Recent coverage of our discussions with the industry on block transfers may have unintentionally served to confuse matters. It would be helpful in the interests of clarity if I were to set out our position with regard to our rules and guidance in this area.

The rule in question is ICOB 4.7.1R, which implements a requirement of the Distance Marketing Directive (DMD). This is a directive requirement, so we cannot simply give firms a waiver from the rule, even for a transitional period. We have worked with the industry to find a pragmatic approach to complying with this rule.

The rule requires firms to have a "prior request" from a customer before supplying the customer with a service that requires payment. This rule does not apply where a contract is renewed tacitly with the same insurer. But where the insurer changes, such as under a block transfer arrangement, firms will need to get the customer's prior agreement to this.

With block transfers there are two issues for firms to consider:

  • Whether they have the authority from the customer to transfer him from one insurer to another. It seems to us that this authority may be express or implied. It is a matter for firms to satisfy themselves that they have such authority rather than a matter for the FSA
  • How they comply with our rule on getting a 'prior request' from the customer before making the transfer.
  • For new customer relationships where the policy may be subject to a block transfer at a future date, the firm should be able to get the customer's agreement to this at the point they sell the policy. They must ensure any such arrangement is clearly drawn to the attention of any potential new customer and that any such term is given suitable prominence in agreements with customers going forward.
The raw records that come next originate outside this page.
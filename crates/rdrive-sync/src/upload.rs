//! Chunked upload engine: folder-chain creation, the rapid-upload
//! pre-hash/full-hash handshake, per-part disk staging, and `complete`.
//!
//! The staging plan (`staging::PartPlan`) is a standalone building block
//! deliberately reused by the mount adapter's `WriteFile`/`SetEndOfFile`
//! path: both components need "buffer
//! bytes written at arbitrary offsets into deterministically-named
//! per-part files, PUT each part once it is full".

use rdrive_core::types::{LocalEntry, NameMode, RemoteEntry};
use rdrive_core::{RdriveError, RdriveResult};
use rdrive_drive::{CreateFileRequest, DriveError, RapidUploadProof, RemoteDrive};
use sha1::{Digest, Sha1};
use std::io::{Read, Seek, SeekFrom};
use std::path::{Path, PathBuf};
use std::sync::Arc;
use std::time::Duration;

pub mod staging;

/// Part size, fixed at 4 MiB.
pub const PART_SIZE: u64 = 4 * 1024 * 1024;
/// Rapid upload is attempted only above this size.
pub const RAPID_MIN_SIZE: u64 = 10 * 1024;
/// Above this size, a pre-hash round trip precedes the full-hash create.
pub const PREHASH_THRESHOLD: u64 = 1024 * 1024;
/// Size of the fixed prefix hashed for the pre-hash probe.
pub const PREHASH_PREFIX_LEN: u64 = 64 * 1024;

const PART_RETRY_ATTEMPTS: u32 = 3;
const PART_RETRY_BACKOFF: [Duration; 3] = [
    Duration::from_secs(5),
    Duration::from_secs(25),
    Duration::from_secs(125),
];

pub type ProgressFn = Box<dyn Fn(u64, u64, &str) + Send + Sync>;

#[derive(Debug, Clone)]
pub struct UploadOutcome {
    pub entry: RemoteEntry,
    /// `true` if the server linked existing content and zero part bytes
    /// were transferred.
    pub rapid: bool,
    pub bytes_transferred: u64,
}

/// `ceil(l / p)`, used for `part_count` and chunk plans alike.
pub fn ceil_div(l: u64, p: u64) -> u64 {
    l.div_ceil(p)
}

/// The last part's length, per §6: `((L - 1) mod P) + 1`.
pub fn last_part_len(total_len: u64, part_size: u64) -> u64 {
    if total_len == 0 {
        return 0;
    }
    ((total_len - 1) % part_size) + 1
}

pub fn part_len_at(total_len: u64, part_size: u64, part_index: u64) -> u64 {
    let part_count = ceil_div(total_len, part_size);
    if part_index + 1 == part_count {
        last_part_len(total_len, part_size)
    } else {
        part_size
    }
}

/// Builds the deterministic staging path for `(key, part_index)`:
/// `<cwd>/.rdriveuploadcache/<key>.<partIndex-1>.rdrivepart`. `part_index`
/// is 0-based here; the on-disk name embeds the 1-based part number minus
/// one per the literal convention, i.e. the same 0-based index.
pub fn staging_path(staging_root: &Path, key: &str, part_index: u64) -> PathBuf {
    let safe_key = key.replace('/', "_");
    staging_root.join(format!("{safe_key}.{part_index}.rdrivepart"))
}

/// SHA-1 of the file's first `len` bytes, hex-encoded — the rapid-upload
/// pre-hash probe.
pub fn sha1_prefix_hex(path: &Path, len: u64) -> std::io::Result<String> {
    let mut file = std::fs::File::open(path)?;
    let mut buf = vec![0u8; len.min(file_len(&mut file)?) as usize];
    file.read_exact(&mut buf)?;
    let mut hasher = Sha1::new();
    hasher.update(&buf);
    Ok(hasher.finalize().iter().map(|b| format!("{b:02x}")).collect())
}

fn file_len(file: &mut std::fs::File) -> std::io::Result<u64> {
    let len = file.seek(SeekFrom::End(0))?;
    file.seek(SeekFrom::Start(0))?;
    Ok(len)
}

/// Derives the access-token-derived proof code sent with a full-hash
/// create-file request. The access-token cache is
/// an external collaborator; callers supply the current token.
pub fn derive_proof_code(access_token: &str, content_hash: &str) -> String {
    let mut hasher = Sha1::new();
    hasher.update(access_token.as_bytes());
    hasher.update(content_hash.as_bytes());
    hasher.finalize().iter().map(|b| format!("{b:02x}")).collect()
}

/// Ensures the destination folder path exists, walking path components and
/// calling `create_folder(name_mode=Refuse)`. Concurrent
/// uploads serialize per-parent-path folder creation under
/// `folder_locks`, keyed `"create_folder_<path>"` (§4.9 concurrency
/// contract, shared with the mount adapter).
pub async fn ensure_folder_chain(
    drive: &dyn RemoteDrive,
    folder_locks: &rdrive_core::locks::ShardedLocks,
    root_id: &str,
    components: &[&str],
) -> RdriveResult<String> {
    let mut parent = root_id.to_string();
    let mut path_acc = String::new();
    for comp in components {
        path_acc.push('/');
        path_acc.push_str(comp);
        let lock_key = format!("create_folder_{path_acc}");
        let _guard = folder_locks.lock(&lock_key).await;
        match drive.create_folder(&parent, comp, NameMode::Refuse).await {
            Ok(entry) => parent = entry.file_id,
            Err(DriveError::AlreadyExists(_)) => {
                let (children, _) = drive.list(&parent, None, 10_000).await?;
                parent = children
                    .into_iter()
                    .find(|e| e.name == *comp)
                    .map(|e| e.file_id)
                    .ok_or_else(|| {
                        RdriveError::FatalConfig(format!(
                            "folder {comp} reported already-exists but is absent from listing"
                        ))
                    })?;
            }
            Err(e) => return Err(e.into()),
        }
    }
    Ok(parent)
}

/// Uploads `local` into `parent_id`, performing the rapid-upload handshake
/// when enabled and streaming parts otherwise.
///
/// `proof_code_fn` is called lazily to derive the access-token-bound proof
/// code only when a full-hash attempt is actually made.
pub async fn upload_file(
    drive: &dyn RemoteDrive,
    upload_locks: &rdrive_core::locks::ShardedLocks,
    staging_root: &Path,
    local: &LocalEntry,
    parent_id: &str,
    name: &str,
    rapid_upload_enabled: bool,
    proof_code_fn: impl Fn(&str) -> String,
    progress: Option<&ProgressFn>,
) -> RdriveResult<UploadOutcome> {
    let lock_key = format!("upload:{}", local.key);
    let _guard = upload_locks.lock(&lock_key).await;

    let size = local.size;
    let part_count = ceil_div(size, PART_SIZE);

    let mut proof = None;
    if rapid_upload_enabled && size > RAPID_MIN_SIZE {
        if size > PREHASH_THRESHOLD {
            let prefix_hash = sha1_prefix_hex(&local.full_path, PREHASH_PREFIX_LEN)
                .map_err(|e| RdriveError::LocalIo(e.to_string()))?;
            proof = Some(RapidUploadProof::PreHash {
                sha1_prefix: prefix_hash,
            });
        } else {
            proof = Some(RapidUploadProof::FullHash {
                content_hash: local.sha1.clone(),
                proof_code: proof_code_fn(&local.sha1),
            });
        }
    }

    let mut req = CreateFileRequest {
        parent_id: parent_id.to_string(),
        name: name.to_string(),
        size,
        name_mode: NameMode::Refuse,
        part_count: part_count as u32,
        proof,
    };

    let resp = match drive.create_file(req.clone()).await {
        Ok(r) => r,
        Err(DriveError::PreHashMatched) => {
            req.proof = Some(RapidUploadProof::FullHash {
                content_hash: local.sha1.clone(),
                proof_code: proof_code_fn(&local.sha1),
            });
            drive.create_file(req).await?
        }
        Err(e) => return Err(e.into()),
    };

    if resp.rapid {
        // Testable property 8: rapid uploads never transmit file bytes.
        let detail = drive.get_detail(&resp.file_id).await?;
        return Ok(UploadOutcome {
            entry: detail.entry,
            rapid: true,
            bytes_transferred: 0,
        });
    }

    let mut file =
        std::fs::File::open(&local.full_path).map_err(|e| RdriveError::LocalIo(e.to_string()))?;
    let mut bytes_transferred = 0u64;
    let mut staged_paths = Vec::with_capacity(resp.parts.len());

    for (i, part) in resp.parts.iter().enumerate() {
        let part_index = i as u64;
        let this_len = part_len_at(size, PART_SIZE, part_index);
        let mut buf = vec![0u8; this_len as usize];
        file.read_exact(&mut buf)
            .map_err(|e| RdriveError::LocalIo(e.to_string()))?;

        let staged = staging_path(staging_root, &local.key, part_index);
        if let Some(parent) = staged.parent() {
            std::fs::create_dir_all(parent).map_err(|e| RdriveError::LocalIo(e.to_string()))?;
        }
        std::fs::write(&staged, &buf).map_err(|e| RdriveError::LocalIo(e.to_string()))?;
        staged_paths.push(staged.clone());

        put_part_with_retry(drive, &part.upload_url, bytes::Bytes::from(buf)).await?;
        bytes_transferred += this_len;
        if let Some(cb) = progress {
            cb(bytes_transferred, size, &format!("part {}/{}", i + 1, resp.parts.len()));
        }
        let _ = std::fs::remove_file(&staged);
    }

    let entry = match drive.complete(&resp.file_id, &resp.upload_id).await {
        Ok(entry) => entry,
        Err(e) => {
            // Testable property 5: if any part PUT ultimately failed we'd
            // never reach here; a `complete` failure itself still leaves
            // no RemoteEntry registered by the caller.
            return Err(e.into());
        }
    };

    for staged in &staged_paths {
        let _ = std::fs::remove_file(staged);
    }

    cleanup_duplicate_names(drive, parent_id, &entry.name, &entry.file_id).await;

    Ok(UploadOutcome {
        entry,
        rapid: false,
        bytes_transferred,
    })
}

/// §4.6 step 4's 3-attempt, 5/25/125s-backoff PUT retry.
async fn put_part_with_retry(
    drive: &dyn RemoteDrive,
    upload_url: &str,
    bytes: bytes::Bytes,
) -> RdriveResult<()> {
    let mut attempt = 0u32;
    loop {
        attempt += 1;
        match drive.upload_part(upload_url, bytes.clone()).await {
            Ok(()) => return Ok(()),
            Err(e) if attempt < PART_RETRY_ATTEMPTS => {
                let backoff = PART_RETRY_BACKOFF[(attempt - 1) as usize];
                tracing::warn!(attempt, ?backoff, error = %e, "part PUT failed, retrying");
                tokio::time::sleep(backoff).await;
            }
            Err(e) => {
                return Err(RdriveError::UploadPartFailure(e.to_string()));
            }
        }
    }
}

/// §4.6 step 5: "duplicate-by-name remote entries appearing after
/// completion are searched for and deleted best-effort."
async fn cleanup_duplicate_names(drive: &dyn RemoteDrive, parent_id: &str, name: &str, keep_id: &str) {
    let Ok((children, _)) = drive.list(parent_id, None, 10_000).await else {
        return;
    };
    for child in children {
        if child.name == name && child.file_id != keep_id {
            let _ = drive.delete(&child.file_id, false).await;
        }
    }
}

#[cfg(test)]
mod tests {
    use super::*;
    use rdrive_core::locks::ShardedLocks;
    use rdrive_drive::MockDrive;
    use std::io::Write;

    fn entry_for(path: &std::path::Path, key: &str, size: u64, sha1: &str) -> LocalEntry {
        LocalEntry {
            key: key.to_string(),
            full_path: path.to_path_buf(),
            is_file: true,
            size,
            creation_time: std::time::SystemTime::UNIX_EPOCH,
            last_write_time: std::time::SystemTime::UNIX_EPOCH,
            is_hidden: false,
            is_read_only: false,
            hash: Vec::new(),
            sha1: sha1.to_string(),
        }
    }

    #[tokio::test]
    async fn small_file_round_trips_without_rapid() {
        let drive = MockDrive::new();
        let staging = tempfile::tempdir().unwrap();
        let upload_locks = ShardedLocks::default();

        let file = tempfile::NamedTempFile::new().unwrap();
        file.as_file().write_all(b"hi").unwrap();
        let local = entry_for(file.path(), "src/hello.txt", 2, "c22b5f9178342609428d6f51b2c5af4c0bde6a42");

        let outcome = upload_file(
            &drive,
            &upload_locks,
            staging.path(),
            &local,
            "",
            "hello.txt",
            false,
            |_| String::new(),
            None,
        )
        .await
        .unwrap();

        assert!(!outcome.rapid);
        assert_eq!(outcome.entry.size, 2);
        assert_eq!(outcome.entry.content_hash, local.sha1);
    }

    #[tokio::test]
    async fn multi_part_file_uploads_all_parts() {
        let drive = MockDrive::new();
        let staging = tempfile::tempdir().unwrap();
        let upload_locks = ShardedLocks::default();

        let size = (PART_SIZE * 2) + 17;
        let data = vec![7u8; size as usize];
        let mut file = tempfile::NamedTempFile::new().unwrap();
        file.as_file().write_all(&data).unwrap();
        let mut hasher = Sha1::new();
        hasher.update(&data);
        let sha1: String = hasher.finalize().iter().map(|b| format!("{b:02x}")).collect();

        let local = entry_for(file.path(), "big/movie.bin", size, &sha1);
        let outcome = upload_file(
            &drive,
            &upload_locks,
            staging.path(),
            &local,
            "",
            "movie.bin",
            false,
            |_| String::new(),
            None,
        )
        .await
        .unwrap();

        assert_eq!(outcome.entry.size, size);
        assert_eq!(outcome.bytes_transferred, size);
    }

    #[test]
    fn last_part_len_matches_spec_formula() {
        assert_eq!(last_part_len(1, PART_SIZE), 1);
        assert_eq!(last_part_len(PART_SIZE, PART_SIZE), PART_SIZE);
        assert_eq!(last_part_len(PART_SIZE + 1, PART_SIZE), 1);
    }

    #[test]
    fn ten_mib_file_has_three_parts_sized_4_4_2() {
        let size = 10 * 1024 * 1024u64;
        assert_eq!(ceil_div(size, PART_SIZE), 3);
        assert_eq!(part_len_at(size, PART_SIZE, 0), PART_SIZE);
        assert_eq!(part_len_at(size, PART_SIZE, 1), PART_SIZE);
        assert_eq!(part_len_at(size, PART_SIZE, 2), 2 * 1024 * 1024);
    }
}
    For existing customers, the requirement to obtain prior request may be met by including in a terms of business agreement, sent to a customer, a clause to the effect that:

  • Prior to the end of any contract period the customer will be advised on what terms a policy for a further period will be offered by the insurer of the current policy, or if the policy is no longer offered, the terms of any policy offered by another insurer
  • The clause represents the customer's prior request for the firm to provide such a policy unless they indicate to the contrary
  • The customer has the option to revoke the operation of this prior request.
  • We would expect any documentation issued to customers to be clear, fair and not misleading with regard to the prior request, its consequences and the option to revoke it. Firms would not have to rely on getting a response from the customer to this new clause in order to meet their obligations under the rule. We consider that this solution offers the industry a simple and pragmatic way to comply with our rules, while not damaging competition and choice for consumers.